(Provided information Opens)
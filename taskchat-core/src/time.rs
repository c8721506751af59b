//! Time utilities: timezone-aware "today" and relative date tokens.

use chrono::{DateTime, Datelike, Duration, NaiveDate, Utc};
use chrono_tz::Tz;

use crate::error::{Error, Result};

/// Parse an IANA timezone name like "America/Chicago".
pub fn parse_timezone(tz: &str) -> Result<Tz> {
    tz.trim()
        .parse()
        .map_err(|_| Error::InvalidTimezone(tz.to_string()))
}

/// Calendar date of `now` in the given timezone.
pub fn local_today(now: DateTime<Utc>, tz: &str) -> Result<NaiveDate> {
    let tz = parse_timezone(tz)?;
    Ok(now.with_timezone(&tz).date_naive())
}

/// Parse an ISO date (`YYYY-MM-DD`), tolerating a trailing time part.
pub fn parse_iso_date(s: &str) -> Option<NaiveDate> {
    let s = s.trim();
    let head = s.get(..10).unwrap_or(s);
    NaiveDate::parse_from_str(head, "%Y-%m-%d").ok()
}

/// Resolve an absolute or relative date expression against `today`.
///
/// Accepts ISO dates, `today`, `tomorrow`, `yesterday`, and signed offsets
/// `+3d`, `-2d`, `+1w`.
pub fn resolve_date(expr: &str, today: NaiveDate) -> Option<NaiveDate> {
    let e = expr.trim().to_lowercase();
    match e.as_str() {
        "today" | "now" => return Some(today),
        "tomorrow" => return Some(today + Duration::days(1)),
        "yesterday" => return Some(today - Duration::days(1)),
        _ => {}
    }
    if let Some(days) = parse_offset_days(&e) {
        return today.checked_add_signed(Duration::try_days(days)?);
    }
    parse_iso_date(&e)
}

/// `+3d` -> 3, `-2d` -> -2, `+1w` -> 7.
///
/// Offsets too large for a [`Duration`] are rejected.
pub fn parse_offset_days(token: &str) -> Option<i64> {
    let t = token.trim();
    let (sign, rest) = match t.chars().next()? {
        '+' => (1, &t[1..]),
        '-' => (-1, &t[1..]),
        _ => return None,
    };
    let scale = match rest.chars().last()? {
        'd' => 1,
        'w' => 7,
        _ => return None,
    };
    let n: i64 = rest[..rest.len() - 1].parse().ok()?;
    let days = n.checked_mul(scale)?.checked_mul(sign)?;
    Duration::try_days(days)?;
    Some(days)
}

/// Monday..Sunday of the week containing `day`.
pub fn week_bounds(day: NaiveDate) -> (NaiveDate, NaiveDate) {
    let offset = day.weekday().num_days_from_monday() as i64;
    let start = day - Duration::days(offset);
    (start, start + Duration::days(6))
}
(Provided information Closes)
__What the task requires__.
Your output should be the lines from the one with "and signed offsets" through the last line of the entries above, copied exactly and nothing more.

__Solution for this problem__.
/// Accepts ISO dates, `today`, `tomorrow`, `yesterday`, and signed offsets
/// `+3d`, `-2d`, `+1w`.
pub fn resolve_date(expr: &str, today: NaiveDate) -> Option<NaiveDate> {
    let e = expr.trim().to_lowercase();
    match e.as_str() {
        "today" | "now" => return Some(today),
        "tomorrow" => return Some(today + Duration::days(1)),
        "yesterday" => return Some(today - Duration::days(1)),
        _ => {}
    }
    if let Some(days) = parse_offset_days(&e) {
        return today.checked_add_signed(Duration::try_days(days)?);
    }
    parse_iso_date(&e)
}

/// `+3d` -> 3, `-2d` -> -2, `+1w` -> 7.
///
/// Offsets too large for a [`Duration`] are rejected.
pub fn parse_offset_days(token: &str) -> Option<i64> {
    let t = token.trim();
    let (sign, rest) = match t.chars().next()? {
        '+' => (1, &t[1..]),
        '-' => (-1, &t[1..]),
        _ => return None,
    };
    let scale = match rest.chars().last()? {
        'd' => 1,
        'w' => 7,
        _ => return None,
    };
    let n: i64 = rest[..rest.len() - 1].parse().ok()?;
    let days = n.checked_mul(scale)?.checked_mul(sign)?;
    Duration::try_days(days)?;
    Some(days)
}

/// Monday..Sunday of the week containing `day`.
pub fn week_bounds(day: NaiveDate) -> (NaiveDate, NaiveDate) {
    let offset = day.weekday().num_days_from_monday() as i64;
    let start = day - Duration::days(offset);
    (start, start + Duration::days(6))
}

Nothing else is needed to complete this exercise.